1. While discussing we agreed husband and wife are of equal status in the relationship. If one has the right to hit in extreme conditions the other too must also have it. So woman must also have the right to hit and the husband must not get upset. More importantly, in any relationship when you have a need to hit then it means you are not compatible with each other. I say, if she cheats on you, betrays you or any unexceptional explanation of your cause...better leave her. Part away peacefully or get it discussed because once violence comes in there is no rewind to that episode to undo things. A void or stain marks it.

2. I asked Saurav is it? He said Shrikant when I was returning back with you unintentionally I hit a street dog by a small stone.

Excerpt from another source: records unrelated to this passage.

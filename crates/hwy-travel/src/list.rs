//! Travel-list parsing and resolution.
//!
//! A `.list` file is one line per traveled stretch:
//!
//! ```text
//! REGION ROUTE WAYPOINT1 WAYPOINT2            # within one chopped route
//! REGION1 ROUTE1 WP1 REGION2 ROUTE2 WP2       # spanning a connected route
//! ```
//!
//! `#` starts a comment, whole-line or trailing.  Resolution is
//! case-insensitive and strips leading `+`/`*` sigils from labels.  Every
//! anomaly becomes a note in the user's own log rather than an error: the
//! line is simply skipped.

use std::path::Path;

use hwy_core::{DbFieldLength, ErrorList, RouteId, TravelerId};
use hwy_model::{HighwayData, ListUpdate, RouteRegistry, TravelerList, UpdateRecord, canonical_label};

use crate::TravelResult;

/// Read and resolve one user's `.list` file from disk.
pub fn load_travel_list(
    path: &Path,
    data: &mut HighwayData,
    registry: &RouteRegistry,
    updates: &[UpdateRecord],
    traveler_id: TravelerId,
    update: Option<ListUpdate>,
    el: &ErrorList,
) -> TravelResult<TravelerList> {
    let file_name = path
        .file_name()
        .map(|n| n.to_string_lossy().into_owned())
        .unwrap_or_default();
    let contents = std::fs::read_to_string(path)?;
    Ok(read_travel_list(&file_name, &contents, data, registry, updates, traveler_id, update, el))
}

/// Resolve one user's `.list` contents against the route corpus.
///
/// Records clinched segments both ways (segment → traveler, traveler →
/// segment), marks list names and labels in use, and accumulates the user's
/// log lines.
#[allow(clippy::too_many_arguments)]
pub fn read_travel_list(
    file_name: &str,
    contents: &str,
    data: &mut HighwayData,
    registry: &RouteRegistry,
    updates: &[UpdateRecord],
    traveler_id: TravelerId,
    update: Option<ListUpdate>,
    el: &ErrorList,
) -> TravelerList {
    let name = file_name.strip_suffix(".list").unwrap_or(file_name).to_string();
    if name.len() > DbFieldLength::TRAVELER {
        el.add(format!("Traveler name {name} > {} bytes", DbFieldLength::TRAVELER));
    }
    let mut t = TravelerList::new(name, update);
    if let Some(u) = &t.update {
        t.log_entries
            .push(format!("{file_name} last updated: {} {} {}", u.date, u.time, u.zone));
    }

    let contents = contents.strip_prefix('\u{feff}').unwrap_or(contents);
    let mut list_entries = 0usize;

    for raw_line in contents.lines() {
        let line = raw_line.trim_matches([' ', '\t', '\r', '\n', '\0']);
        if line.is_empty() || line.starts_with('#') {
            continue;
        }
        let mut fields: Vec<&str> = line.split_whitespace().collect();
        // truncate inline comments
        if let Some(pos) = fields.iter().take(7).position(|f| f.starts_with('#')) {
            fields.truncate(pos);
        }

        match fields.len() {
            4 => {
                if resolve_four_field(&fields, line, data, registry, updates, traveler_id, &mut t) {
                    list_entries += 1;
                }
            }
            6 => {
                if resolve_six_field(&fields, line, data, registry, updates, traveler_id, &mut t) {
                    list_entries += 1;
                }
            }
            n => {
                t.log_entries
                    .push(format!("Incorrect format line (4 or 6 fields expected, found {n}): {line}"));
            }
        }
    }

    t.log_entries.push(format!(
        "Processed {list_entries} good lines marking {} segments traveled.",
        t.clinched.len()
    ));
    t
}

// ── Entry forms ───────────────────────────────────────────────────────────────

/// `REGION ROUTE WP1 WP2`: returns whether the line was good.
fn resolve_four_field(
    fields: &[&str],
    line: &str,
    data: &mut HighwayData,
    registry: &RouteRegistry,
    updates: &[UpdateRecord],
    traveler_id: TravelerId,
    t: &mut TravelerList,
) -> bool {
    let lookup = format!("{} {}", fields[0].to_uppercase(), fields[1].to_uppercase());
    let r = match registry.lookup_list_name(&lookup) {
        Some((r, false)) => r,
        Some((r, true)) => {
            t.log_entries.push(format!(
                "Note: deprecated route name {} -> canonical name {} in line: {line}",
                fields[1],
                data.route(r).list_entry_name()
            ));
            r
        }
        None => {
            let (clean, invchar) = no_control_chars(line);
            let mut entry = format!("Unknown region/highway combo in line: {clean}");
            if invchar {
                entry.push_str(" [contains invalid character(s)]");
            }
            t.log_entries.push(entry);
            return false;
        }
    };
    if data.route_system(r).devel() {
        t.log_entries
            .push(format!("Ignoring line matching highway in system in development: {line}"));
        return false;
    }

    let label1 = canonical_label(fields[2]);
    let label2 = canonical_label(fields[3]);
    let index1 = data.route(r).label_index(&label1);
    let index2 = data.route(r).label_index(&label2);

    if index1.is_none() || index2.is_none() {
        let (clean1, _) = no_control_chars(&label1);
        let (clean2, _) = no_control_chars(&label2);
        let (clean_line, invchar) = no_control_chars(line);
        let mut entry = if index1 == index2 {
            format!("Waypoint labels {clean1} and {clean2} not found in line: {clean_line}")
        } else {
            let missing = if index1.is_none() { clean1 } else { clean2 };
            format!("Waypoint label {missing} not found in line: {clean_line}")
        };
        if invchar {
            entry.push_str(" [contains invalid character(s)]");
        }
        t.log_entries.push(entry);
        note_route_update(data, updates, t, r);
        return false;
    }

    let mut duplicate = false;
    for label in [&label1, &label2] {
        if data.route(r).duplicate_labels.contains(label) {
            t.log_entries.push(format!(
                "{}: duplicate label {label} in {}. Please report this error in the forum. Unable to parse line: {line}",
                data.route(r).region,
                data.route(r).root
            ));
            duplicate = true;
        }
    }
    if duplicate {
        note_route_update(data, updates, t, r);
        return false;
    }

    let (index1, index2) = (index1.unwrap(), index2.unwrap());
    if index1 == index2 {
        t.log_entries
            .push(format!("Equivalent waypoint labels mark zero distance traveled in line: {line}"));
        note_route_update(data, updates, t, r);
        return false;
    }

    mark_in_use(data, r, &lookup, &[&label1, &label2]);
    let (beg, end) = if index1 > index2 { (index2, index1) } else { (index1, index2) };
    store_traveled_segments(data, updates, t, traveler_id, r, beg, end);
    true
}

/// `REGION1 ROUTE1 WP1 REGION2 ROUTE2 WP2`: returns whether the line was
/// good.
fn resolve_six_field(
    fields: &[&str],
    line: &str,
    data: &mut HighwayData,
    registry: &RouteRegistry,
    updates: &[UpdateRecord],
    traveler_id: TravelerId,
    t: &mut TravelerList,
) -> bool {
    let lookup1 = format!("{} {}", fields[0].to_uppercase(), fields[1].to_uppercase());
    let lookup2 = format!("{} {}", fields[3].to_uppercase(), fields[4].to_uppercase());

    let mut resolve = |lookup: &str, region: &str, route_name: &str| match registry.lookup_list_name(lookup) {
        Some((r, false)) => Some(r),
        Some((r, true)) => {
            t.log_entries.push(format!(
                "Note: deprecated route name \"{region} {route_name}\" -> canonical name \"{}\" in line: {line}",
                data.route(r).readable_name()
            ));
            Some(r)
        }
        None => None,
    };
    let r1 = resolve(&lookup1, fields[0], fields[1]);
    let r2 = resolve(&lookup2, fields[3], fields[4]);

    let (Some(mut r1), Some(mut r2)) = (r1, r2) else {
        let (clean1, _) = no_control_chars(&lookup1);
        let (clean2, _) = no_control_chars(&lookup2);
        let (clean_line, invchar) = no_control_chars(line);
        let mut entry = if r1 == r2 {
            format!("Unknown region/highway combos {clean1} and {clean2} in line: {clean_line}")
        } else {
            let missing = if r1.is_none() { clean1 } else { clean2 };
            format!("Unknown region/highway combo {missing} in line: {clean_line}")
        };
        if invchar {
            entry.push_str(" [contains invalid character(s)]");
        }
        t.log_entries.push(entry);
        return false;
    };

    if data.route(r1).con_route != data.route(r2).con_route {
        t.log_entries
            .push(format!("{lookup1} and {lookup2} not in same connected route in line: {line}"));
        for r in [r1, r2] {
            if let Some(con) = data.route(r).con_route {
                let roots = data.con_routes[con.index()].roots.clone();
                if let Some(&first) = roots.first() {
                    note_route_update(data, updates, t, first);
                    if roots.len() > 1 {
                        note_route_update(data, updates, t, *roots.last().unwrap());
                    }
                }
            }
        }
        return false;
    }
    if data.route_system(r1).devel() {
        t.log_entries
            .push(format!("Ignoring line matching highway in system in development: {line}"));
        return false;
    }

    let label1 = canonical_label(fields[2]);
    let label2 = canonical_label(fields[5]);
    let index1 = data.route(r1).label_index(&label1);
    let index2 = data.route(r2).label_index(&label2);

    if index1.is_none() || index2.is_none() {
        let (clean1, _) = no_control_chars(&label1);
        let (clean2, _) = no_control_chars(&label2);
        let (clean_line, invchar) = no_control_chars(line);
        let mut entry = if index1.is_none() && index2.is_none() {
            format!("Waypoint labels {clean1} and {clean2} not found in line: {clean_line}")
        } else if index1.is_none() {
            format!("Waypoint {lookup1} {clean1} not found in line: {clean_line}")
        } else {
            format!("Waypoint {lookup2} {clean2} not found in line: {clean_line}")
        };
        if invchar {
            entry.push_str(" [contains invalid character(s)]");
        }
        t.log_entries.push(entry);
        return false;
    }

    let mut duplicate = false;
    if data.route(r1).duplicate_labels.contains(&label1) {
        t.log_entries.push(format!(
            "{}: duplicate label {label1} in {}. Please report this error in the forum. Unable to parse line: {line}",
            data.route(r1).region,
            data.route(r1).root
        ));
        duplicate = true;
    }
    if data.route(r2).duplicate_labels.contains(&label2) {
        t.log_entries.push(format!(
            "{}: duplicate label {label2} in {}. Please report this error in the forum. Unable to parse line: {line}",
            data.route(r2).region,
            data.route(r2).root
        ));
        duplicate = true;
    }
    if duplicate {
        return false;
    }

    let (mut index1, mut index2) = (index1.unwrap(), index2.unwrap());
    // remember attribution before any ordering swap
    let marks = [(r1, lookup1, label1), (r2, lookup2, label2)];
    if r1 == r2 {
        if index1 == index2 {
            t.log_entries
                .push(format!("Equivalent waypoint labels mark zero distance traveled in line: {line}"));
            note_route_update(data, updates, t, r1);
            return false;
        }
        let (beg, end) = if index1 <= index2 { (index1, index2) } else { (index2, index1) };
        store_traveled_segments(data, updates, t, traveler_id, r1, beg, end);
    } else {
        if data.route(r1).root_order > data.route(r2).root_order {
            std::mem::swap(&mut r1, &mut r2);
            std::mem::swap(&mut index1, &mut index2);
        }
        // beginning chopped route from its entry index to its logical end
        let len1 = data.route(r1).segments.len();
        if data.route(r1).is_reversed {
            store_traveled_segments(data, updates, t, traveler_id, r1, 0, index1);
        } else {
            store_traveled_segments(data, updates, t, traveler_id, r1, index1, len1);
        }
        // ending chopped route from its logical start to its exit index
        let len2 = data.route(r2).segments.len();
        if data.route(r2).is_reversed {
            store_traveled_segments(data, updates, t, traveler_id, r2, index2, len2);
        } else {
            store_traveled_segments(data, updates, t, traveler_id, r2, 0, index2);
        }
        // intermediate chopped routes in their entirety
        if let Some(con) = data.route(r1).con_route {
            let lo = data.route(r1).root_order + 1;
            let hi = data.route(r2).root_order;
            for order in lo..hi {
                let mid = data.con_routes[con.index()].roots[order as usize];
                let len = data.route(mid).segments.len();
                store_traveled_segments(data, updates, t, traveler_id, mid, 0, len);
            }
        }
    }

    for (r, lookup, label) in &marks {
        mark_in_use(data, *r, lookup, &[label.as_str()]);
    }
    true
}

// ── Helpers ───────────────────────────────────────────────────────────────────

/// Clinch `route.segments[beg..end]`, recording the segments with the
/// traveler and the traveler with each segment.
fn store_traveled_segments(
    data: &mut HighwayData,
    updates: &[UpdateRecord],
    t: &mut TravelerList,
    traveler_id: TravelerId,
    route: RouteId,
    beg: usize,
    end: usize,
) {
    let segments = data.routes[route.index()].segments[beg..end].to_vec();
    for s in segments {
        data.segments[s.index()].add_clinched_by(traveler_id);
        t.clinched.insert(s);
    }
    note_route_update(data, updates, t, route);
}

/// First time a route is referenced by this list, surface a note if the
/// route changed since the user's last list update.
fn note_route_update(data: &HighwayData, updates: &[UpdateRecord], t: &mut TravelerList, route: RouteId) {
    if !t.routes.insert(route) {
        return;
    }
    let (Some(last_update), Some(user_update)) = (data.route(route).last_update, t.update.as_ref())
    else {
        return;
    };
    let update = &updates[last_update];
    if update.date >= user_update.date {
        t.log_entries
            .push(format!("Route updated {}: {}", update.date, data.route(route).readable_name()));
    }
}

/// Record a successful reference: list name in use for the system, labels
/// in use for the route, and both dropped from the unused pools.
fn mark_in_use(data: &mut HighwayData, route: RouteId, lookup: &str, labels: &[&str]) {
    let sys = data.route(route).system;
    let system = &mut data.systems[sys.index()];
    system.listnames_in_use.insert(lookup.to_string());
    system.unused_alt_route_names.remove(lookup);
    let r = &mut data.routes[route.index()];
    for &label in labels {
        r.labels_in_use.insert(label.to_string());
        r.unused_alt_labels.remove(label);
    }
}

/// Replace control characters with `?`, reporting whether any were found.
fn no_control_chars(input: &str) -> (String, bool) {
    let mut output = String::with_capacity(input.len());
    let mut invchar = false;
    for c in input.chars() {
        if c < ' ' || c == '\x7f' {
            output.push('?');
            invchar = true;
        } else {
            output.push(c);
        }
    }
    (output, invchar)
}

You immediately told my to go and hit those men standing over there and if you can't do not hit this dog. Same with domestic violence men think they are earning, India has patriarchal society, they reproduce, they have the dick so you can hit, more importantly you know that you are physically more able than the woman. You know you will win so you do. Women need to retaliate the first time only. Once they did finely men will never dare again.

 Finally, do we need to have domestic violence. I think violence of any kind, whatsoever be the reason cannot be justified. She wished she could have slapped that man, just her physical constraint stopped her. Fight with equals (equals in physique). 

Saturday, 9 May 2015

Never Pay for sex, reasons..

Today while discussing one of the friend cited his story of his trip to G.B.Road(Red Light Area). In between one of the friend said, "One must Never pay for sex". The discussion became intense and reached to few conclusions.

1. In India unlike developed countries prostitution generally starts in the form of forced sex. You cannot make excuse that by offering money in exchange of sex you are contributing to their livelihood. If you want to contribute rehabilitate them. Don't encourage prostitution.

2. How can one justify casual sex? Think...

3. I believe "Lust" is a negative emotion. How can one negative emotion dominate us so much that we divorce our self from our own positives.

4. Importantly, it is likely observed that a person who is ready to pay for sex can be a potential rapist. I don't say all of them..but yes, you must agree for some of them and any percentage of rapist is dangerous.

5. People say legalizing prostitution  will help to prevent rape. It is a very strong argument. But you must agree to this also that forced sex which is an explicit nature of prostitution is taking the fundamental right of a human being i.e. Right to have dignified life.

6. What's wrong in casual sex? If two people agree..then you must have sex. But Navneet cited a very important point ( I was like...agreed). There are many shades of a person's personality. Like for a girl it is her caring nature, simplicity, compassion, anger, freedom, etc.. how can just one element of her shade i.e. physical appearance dominate other shades. If it does our thinking is very narrow. We must try to overcome such a feeling.